Proposition n° 7 : Prendre les textes d'application nécessaires à la création du fonds pour la prévention de l'usure professionnelle visant à accompagner les établissements publics de santé et médico-sociaux dans leur investissement en faveur de la prévention.

Enfin, un organisme professionnel de prévention (OPP) pourrait prochainement voir le jour dans le secteur médico-social, la Fédération des établissements hospitaliers et d'aide à la personne (Fehap) ayant indiqué à la rapporteure qu'elle travaillait « à la création d'un organisme paritaire de prévention du secteur chargé de mettre en oeuvre les actions d'un plan paritaire sectoriel. Le premier objectif de l'OPP est de pouvoir agir sur la sinistralité observée sur le secteur tant sur les arrêts de travail reconnus d'origine professionnelle (AT-MP) que sur les arrêts pour maladie et accidents de la vie courante ».

La rapporteure ayant soutenu la diffusion à de nouveaux secteurs de ce modèle né dans le secteur du bâtiment et des travaux publics (BTP), elle accueille très favorablement cette initiative de nature à développer une véritable culture de prévention dans le secteur. Elle estime qu'il serait judicieux d'associer aux travaux et au financement de cet organisme le secteur public, touché par des problématiques similaires en matière de sinistralité.

Proposition n° 8 : Favoriser et accélérer le déploiement d'un OPP du secteur médico-social, en associant les acteurs publics et privés du secteur.


* 68 Article D. 242-6-14 du code de la sécurité sociale.

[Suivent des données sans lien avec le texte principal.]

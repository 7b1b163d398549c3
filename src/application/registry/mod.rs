//! Server registry: durable records plus lifecycle delegation.
//!
//! Record mutations ([`ServerRegistry::add`], [`ServerRegistry::delete`])
//! are serialized by a writer lock held across the store flush, so two
//! concurrent writers cannot lose each other's update. The record map itself
//! is locked only to snapshot or swap, so readers never wait on the disk. Lifecycle operations
//! snapshot the records, release the lock, and call the [`ServerControl`]
//! port concurrently with a per-call timeout.

use std::sync::Arc;
use std::time::Duration;

use parking_lot::Mutex;
use tracing::info;

use crate::error::StoreError;
use crate::port::{RegistryStore, ServerControl, StoredRegistry};

mod lifecycle;
mod records;

/// Registry of managed servers.
pub struct ServerRegistry {
    servers: Mutex<StoredRegistry>,
    writes: Mutex<()>,
    store: Arc<dyn RegistryStore>,
    control: Arc<dyn ServerControl>,
    call_timeout: Duration,
}

impl ServerRegistry {
    /// Load the registry from `store`.
    ///
    /// # Errors
    ///
    /// Returns an error if the stored document is unreadable or corrupt.
    /// Callers should treat this as fatal rather than start empty.
    pub fn open(
        store: Arc<dyn RegistryStore>,
        control: Arc<dyn ServerControl>,
        call_timeout: Duration,
    ) -> Result<Self, StoreError> {
        let servers = store.load()?;
        info!(
            store = %store.describe(),
            control = control.name(),
            servers = servers.len(),
            "Server registry loaded"
        );

        Ok(Self {
            servers: Mutex::new(servers),
            writes: Mutex::new(()),
            store,
            control,
            call_timeout,
        })
    }

    /// Bound applied to each probe or control call.
    #[must_use]
    pub const fn call_timeout(&self) -> Duration {
        self.call_timeout
    }
}
//! HTTP client for the agent running on each managed server.

mod client;

pub use client::HttpAgent;
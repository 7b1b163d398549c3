//! Transport-agnostic types: server records, caller identities, outcomes.

pub mod identity;
pub mod outcome;
pub mod server;

pub use identity::{AuthorizedCallers, CallerId};
pub use outcome::{BulkReport, ServerOutcome};
pub use server::{ServerAddress, ServerName, ServerRecord};
use tracing::{error, info};

use crate::domain::{ServerAddress, ServerName, ServerRecord};
use crate::error::RegistryError;

use super::ServerRegistry;

impl ServerRegistry {
    /// Register a new server and persist the registry.
    ///
    /// # Errors
    ///
    /// `InvalidName`, `InvalidAddress`, `DuplicateName`, or `Persistence`
    /// when the flush fails. On any error the registry is unchanged.
    pub fn add(&self, name: &str, address: &str) -> Result<ServerRecord, RegistryError> {
        let name = ServerName::parse(name)?;
        let address = ServerAddress::parse(address)?;

        let _writer = self.writes.lock();
        let mut next = self.servers.lock().clone();
        if next.contains_key(&name) {
            return Err(RegistryError::DuplicateName(name.to_string()));
        }

        next.insert(name.clone(), address.clone());
        self.flush(&next)?;
        *self.servers.lock() = next;

        info!(server = %name, address = %address, "Server added");
        Ok(ServerRecord::new(name, address))
    }

    /// All records, ordered by name.
    #[must_use]
    pub fn list(&self) -> Vec<ServerRecord> {
        self.servers
            .lock()
            .iter()
            .map(|(name, address)| ServerRecord::new(name.clone(), address.clone()))
            .collect()
    }

    /// Look up one record.
    ///
    /// # Errors
    ///
    /// `NotFound` if no server has this name.
    pub fn get(&self, name: &str) -> Result<ServerRecord, RegistryError> {
        self.servers
            .lock()
            .get_key_value(name)
            .map(|(name, address)| ServerRecord::new(name.clone(), address.clone()))
            .ok_or_else(|| RegistryError::NotFound(name.to_string()))
    }

    /// Remove a server and persist the registry.
    ///
    /// # Errors
    ///
    /// `NotFound` if absent (nothing is written), `Persistence` when the
    /// flush fails (the record stays).
    pub fn delete(&self, name: &str) -> Result<ServerRecord, RegistryError> {
        let _writer = self.writes.lock();
        let mut next = self.servers.lock().clone();
        let Some((key, address)) = next.remove_entry(name) else {
            return Err(RegistryError::NotFound(name.to_string()));
        };
        self.flush(&next)?;
        *self.servers.lock() = next;

        info!(server = %key, "Server deleted");
        Ok(ServerRecord::new(key, address))
    }

    #[must_use]
    pub fn len(&self) -> usize {
        self.servers.lock().len()
    }

    #[must_use]
    pub fn is_empty(&self) -> bool {
        self.servers.lock().is_empty()
    }

    fn flush(&self, next: &crate::port::StoredRegistry) -> Result<(), RegistryError> {
        self.store.save(next).map_err(|err| {
            error!(error = %err, store = %self.store.describe(), "Failed to persist registry");
            RegistryError::Persistence(err)
        })
    }
}
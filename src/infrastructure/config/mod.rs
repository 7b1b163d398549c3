//! Configuration loading: an optional TOML file plus environment secrets.

pub mod agent;
pub mod logging;
pub mod registry;
pub mod settings;
pub mod telegram;

pub use agent::{AgentConfig, AgentEndpoints};
pub use logging::LoggingConfig;
pub use registry::RegistryConfig;
pub use settings::Config;
pub use telegram::TelegramConfig;
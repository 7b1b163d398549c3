//! Application services (use cases).
//!
//! These services orchestrate domain logic and coordinate adapters
//! to implement the application's use cases.

pub mod registry;
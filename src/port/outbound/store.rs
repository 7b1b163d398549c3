//! Persistence port for the server registry.

use std::collections::BTreeMap;

use crate::domain::{ServerAddress, ServerName};
use crate::error::StoreError;

/// Whole-registry snapshot as read from or written to storage.
pub type StoredRegistry = BTreeMap<ServerName, ServerAddress>;

/// Durable storage for the registry document.
///
/// The document is read wholesale at startup and rewritten wholesale after
/// every mutation. Implementations must not leave a half-written document
/// behind when `save` fails.
pub trait RegistryStore: Send + Sync {
    /// Short name for logging.
    fn describe(&self) -> String;

    /// Read every stored record. A store that does not exist yet loads empty.
    ///
    /// # Errors
    ///
    /// Returns an error if the document cannot be read or does not parse.
    fn load(&self) -> Result<StoredRegistry, StoreError>;

    /// Replace the stored document with `servers`.
    ///
    /// # Errors
    ///
    /// Returns an error if the document cannot be written.
    fn save(&self, servers: &StoredRegistry) -> Result<(), StoreError>;
}
use std::future::Future;

use futures_util::future::join_all;
use tracing::{debug, info, warn};

use crate::domain::{BulkReport, ServerOutcome, ServerRecord};
use crate::error::{ControlError, Result};

use super::ServerRegistry;

impl ServerRegistry {
    /// Probe one server's reachability.
    ///
    /// # Errors
    ///
    /// `NotFound` for an unknown name, or the probe's [`ControlError`]
    /// (including a timeout).
    pub async fn status(&self, name: &str) -> Result<bool> {
        let record = self.get(name)?;
        let reachable = self
            .bounded(&record, "probe", self.control.probe(&record.address))
            .await?;
        Ok(reachable)
    }

    /// Probe every server concurrently.
    ///
    /// A failing or hung probe only affects its own entry.
    pub async fn status_all(&self) -> BulkReport<bool> {
        let records = self.list();
        let results = join_all(
            records
                .iter()
                .map(|record| self.bounded(record, "probe", self.control.probe(&record.address))),
        )
        .await;
        report(records, results)
    }

    /// Ask one server's agent whether its process is running.
    ///
    /// # Errors
    ///
    /// `NotFound` for an unknown name, or the agent call's [`ControlError`].
    pub async fn is_running(&self, name: &str) -> Result<bool> {
        let record = self.get(name)?;
        let running = self
            .bounded(&record, "is_running", self.control.is_running(&record.address))
            .await?;
        Ok(running)
    }

    /// Start one server.
    ///
    /// # Errors
    ///
    /// `NotFound` for an unknown name, or the agent call's [`ControlError`].
    pub async fn start(&self, name: &str) -> Result<()> {
        let record = self.get(name)?;
        self.bounded(&record, "start", self.control.start(&record.address))
            .await?;
        info!(server = %record.name, "Server started");
        Ok(())
    }

    /// Stop one server.
    ///
    /// # Errors
    ///
    /// `NotFound` for an unknown name, or the agent call's [`ControlError`].
    pub async fn stop(&self, name: &str) -> Result<()> {
        let record = self.get(name)?;
        self.bounded(&record, "stop", self.control.stop(&record.address))
            .await?;
        info!(server = %record.name, "Server stopped");
        Ok(())
    }

    /// Start every server, attempting all of them even if some fail.
    pub async fn start_all(&self) -> BulkReport<()> {
        let records = self.list();
        let results = join_all(
            records
                .iter()
                .map(|record| self.bounded(record, "start", self.control.start(&record.address))),
        )
        .await;
        let report = report(records, results);
        info!(
            succeeded = report.succeeded(),
            total = report.total(),
            "Start-all finished"
        );
        report
    }

    /// Stop every server, attempting all of them even if some fail.
    pub async fn stop_all(&self) -> BulkReport<()> {
        let records = self.list();
        let results = join_all(
            records
                .iter()
                .map(|record| self.bounded(record, "stop", self.control.stop(&record.address))),
        )
        .await;
        let report = report(records, results);
        info!(
            succeeded = report.succeeded(),
            total = report.total(),
            "Stop-all finished"
        );
        report
    }

    /// Fetch one server's log.
    ///
    /// # Errors
    ///
    /// `NotFound` for an unknown name, or the agent call's [`ControlError`].
    pub async fn log(&self, name: &str) -> Result<String> {
        let record = self.get(name)?;
        let log = self
            .bounded(&record, "log", self.control.fetch_log(&record.address))
            .await?;
        Ok(log)
    }

    /// Run one collaborator call under the registry's timeout.
    async fn bounded<T, F>(
        &self,
        record: &ServerRecord,
        operation: &'static str,
        call: F,
    ) -> std::result::Result<T, ControlError>
    where
        F: Future<Output = std::result::Result<T, ControlError>>,
    {
        debug!(server = %record.name, operation, "Calling server agent");

        let result = match tokio::time::timeout(self.call_timeout, call).await {
            Ok(result) => result,
            Err(_) => Err(ControlError::Timeout {
                address: record.address.to_string(),
                after: self.call_timeout,
            }),
        };

        if let Err(err) = &result {
            warn!(server = %record.name, operation, error = %err, "Server agent call failed");
        }
        result
    }
}

fn report<T>(
    records: Vec<ServerRecord>,
    results: Vec<std::result::Result<T, ControlError>>,
) -> BulkReport<T> {
    BulkReport::new(
        records
            .into_iter()
            .zip(results)
            .map(|(record, result)| ServerOutcome::new(record, result))
            .collect(),
    )
}
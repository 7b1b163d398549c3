//! Per-server results of collaborator calls.

use crate::error::ControlError;

use super::server::ServerRecord;

/// Result of one collaborator call against one server.
#[derive(Debug, Clone, PartialEq, Eq)]
pub struct ServerOutcome<T> {
    pub record: ServerRecord,
    pub result: Result<T, ControlError>,
}

impl<T> ServerOutcome<T> {
    #[must_use]
    pub const fn new(record: ServerRecord, result: Result<T, ControlError>) -> Self {
        Self { record, result }
    }

    #[must_use]
    pub const fn is_ok(&self) -> bool {
        self.result.is_ok()
    }
}

/// Aggregated outcomes of a bulk operation, in registry order.
#[derive(Debug, Clone, PartialEq, Eq)]
pub struct BulkReport<T> {
    outcomes: Vec<ServerOutcome<T>>,
}

impl<T> BulkReport<T> {
    #[must_use]
    pub fn new(outcomes: Vec<ServerOutcome<T>>) -> Self {
        Self { outcomes }
    }

    #[must_use]
    pub fn total(&self) -> usize {
        self.outcomes.len()
    }

    /// Number of servers whose call returned `Ok`.
    #[must_use]
    pub fn succeeded(&self) -> usize {
        self.outcomes.iter().filter(|outcome| outcome.is_ok()).count()
    }

    #[must_use]
    pub fn is_empty(&self) -> bool {
        self.outcomes.is_empty()
    }

    pub fn iter(&self) -> impl Iterator<Item = &ServerOutcome<T>> {
        self.outcomes.iter()
    }
}
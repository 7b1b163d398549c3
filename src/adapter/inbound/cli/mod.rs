//! Command-line interface.

pub mod check;
pub mod command;
pub mod output;
pub mod paths;
pub mod run;
pub mod servers;

use crate::error::Result;

use command::{CheckCommand, Cli, Commands, ServersCommand};
use output::OutputConfig;

/// Dispatch a parsed command line.
pub async fn execute(cli: Cli) -> Result<()> {
    output::configure(OutputConfig::new(cli.json, cli.quiet));

    match cli.command {
        Commands::Run(args) => run::execute(&args).await,
        Commands::Check(CheckCommand::Config(arg)) => check::execute_config(arg.config.as_deref()),
        Commands::Servers(ServersCommand::List(args)) => servers::execute_list(&args),
    }
}
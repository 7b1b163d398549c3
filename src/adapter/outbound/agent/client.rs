//! HTTP agent client.
//!
//! Implements [`ServerControl`] against a small HTTP agent on each managed
//! server. With the default configuration a server registered as
//! `10.0.0.5:8000` is driven through:
//!
//! | Operation    | Request                                 | Success          |
//! |--------------|-----------------------------------------|------------------|
//! | `probe`      | `GET  http://10.0.0.5:8000/status`      | any 2xx          |
//! | `is_running` | `GET  http://10.0.0.5:8000/is_running`  | `{"running": b}` |
//! | `start`      | `POST http://10.0.0.5:8000/start`       | 200              |
//! | `stop`       | `POST http://10.0.0.5:8000/stop`        | 200              |
//! | `fetch_log`  | `GET  http://10.0.0.5:8000/log`         | 2xx, text/JSON   |

use std::time::Duration;

use async_trait::async_trait;
use reqwest::{Client, Response, StatusCode};
use serde::Deserialize;
use tracing::debug;
use url::Url;

use crate::domain::ServerAddress;
use crate::error::{ControlError, Result};
use crate::infrastructure::config::agent::{AgentConfig, AgentEndpoints, ADDRESS_PLACEHOLDER};
use crate::port::ServerControl;

#[derive(Deserialize)]
struct RunningResponse {
    #[serde(default)]
    running: bool,
}

#[derive(Deserialize)]
struct LogResponse {
    log: String,
}

/// [`ServerControl`] over HTTP.
#[derive(Debug, Clone)]
pub struct HttpAgent {
    /// HTTP client for agent requests.
    client: Client,
    /// URL template containing `{address}`.
    base_url: String,
    /// Endpoint paths.
    endpoints: AgentEndpoints,
    /// Client-side request timeout, reported in timeout errors.
    timeout: Duration,
}

impl HttpAgent {
    /// Create a client from agent configuration.
    ///
    /// # Errors
    ///
    /// Returns an error if the HTTP client cannot be built.
    pub fn new(config: &AgentConfig) -> Result<Self> {
        let client = Client::builder().timeout(config.timeout()).build()?;
        Ok(Self {
            client,
            base_url: config.base_url.clone(),
            endpoints: config.endpoints.clone(),
            timeout: config.timeout(),
        })
    }

    fn url(
        &self,
        address: &ServerAddress,
        endpoint: &str,
    ) -> std::result::Result<Url, ControlError> {
        let base = self.base_url.replace(ADDRESS_PLACEHOLDER, address.as_str());
        let raw = format!("{}{}", base.trim_end_matches('/'), endpoint);
        Url::parse(&raw).map_err(|err| ControlError::Transport {
            address: address.to_string(),
            reason: format!("invalid agent URL `{raw}`: {err}"),
        })
    }

    fn classify(&self, address: &ServerAddress, err: &reqwest::Error) -> ControlError {
        if err.is_timeout() {
            ControlError::Timeout {
                address: address.to_string(),
                after: self.timeout,
            }
        } else if err.is_connect() {
            ControlError::Unreachable {
                address: address.to_string(),
                reason: err.to_string(),
            }
        } else {
            ControlError::Transport {
                address: address.to_string(),
                reason: err.to_string(),
            }
        }
    }

    async fn get(
        &self,
        address: &ServerAddress,
        endpoint: &str,
    ) -> std::result::Result<Response, ControlError> {
        let url = self.url(address, endpoint)?;
        debug!(url = %url, "GET agent endpoint");
        self.client
            .get(url)
            .send()
            .await
            .map_err(|err| self.classify(address, &err))
    }

    async fn post(
        &self,
        address: &ServerAddress,
        endpoint: &str,
    ) -> std::result::Result<Response, ControlError> {
        let url = self.url(address, endpoint)?;
        debug!(url = %url, "POST agent endpoint");
        self.client
            .post(url)
            .send()
            .await
            .map_err(|err| self.classify(address, &err))
    }

    async fn expect_ok(
        &self,
        address: &ServerAddress,
        endpoint: &str,
    ) -> std::result::Result<(), ControlError> {
        let response = self.post(address, endpoint).await?;
        if response.status() == StatusCode::OK {
            Ok(())
        } else {
            Err(rejected(address, &response))
        }
    }
}

fn rejected(address: &ServerAddress, response: &Response) -> ControlError {
    ControlError::Rejected {
        address: address.to_string(),
        status: response.status().as_u16(),
    }
}

fn invalid_response(address: &ServerAddress, reason: impl ToString) -> ControlError {
    ControlError::InvalidResponse {
        address: address.to_string(),
        reason: reason.to_string(),
    }
}

/// Log bodies are either `{"log": "..."}` or plain text.
fn extract_log(body: String) -> String {
    match serde_json::from_str::<LogResponse>(&body) {
        Ok(parsed) => parsed.log,
        Err(_) => body,
    }
}

#[async_trait]
impl ServerControl for HttpAgent {
    fn name(&self) -> &'static str {
        "http"
    }

    async fn probe(&self, address: &ServerAddress) -> std::result::Result<bool, ControlError> {
        match self.get(address, &self.endpoints.status).await {
            Ok(response) => Ok(response.status().is_success()),
            Err(ControlError::Unreachable { reason, .. }) => {
                debug!(address = %address, reason = %reason, "Probe connection refused");
                Ok(false)
            }
            Err(err) => Err(err),
        }
    }

    async fn is_running(&self, address: &ServerAddress) -> std::result::Result<bool, ControlError> {
        let response = self.get(address, &self.endpoints.is_running).await?;
        if !response.status().is_success() {
            return Err(rejected(address, &response));
        }
        let body: RunningResponse = response
            .json()
            .await
            .map_err(|err| invalid_response(address, err))?;
        Ok(body.running)
    }

    async fn start(&self, address: &ServerAddress) -> std::result::Result<(), ControlError> {
        self.expect_ok(address, &self.endpoints.start).await
    }

    async fn stop(&self, address: &ServerAddress) -> std::result::Result<(), ControlError> {
        self.expect_ok(address, &self.endpoints.stop).await
    }

    async fn fetch_log(&self, address: &ServerAddress) -> std::result::Result<String, ControlError> {
        let response = self.get(address, &self.endpoints.log).await?;
        if !response.status().is_success() {
            return Err(rejected(address, &response));
        }
        let body = response
            .text()
            .await
            .map_err(|err| invalid_response(address, err))?;
        Ok(extract_log(body))
    }
}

* 69 Article 5 et annexe 1 de l'arrêté du 29 avril 2025 relatif à la tarification des risques d'accidents du travail et de maladies professionnelles pour l'année 2025.

* 70 Cour des comptes, La sécurité sociale - rapport sur l'application des lois de financement de la sécurité sociale, octobre 2022.

* 71 Réponses écrites de la FHF au questionnaire de la rapporteure.

* 72 Réponses écrites de la Fehap au questionnaire de la rapporteure.

* 73 Loi n° 2023-270 du 14 avril 2023 de financement rectificative de la sécurité sociale pour 2023.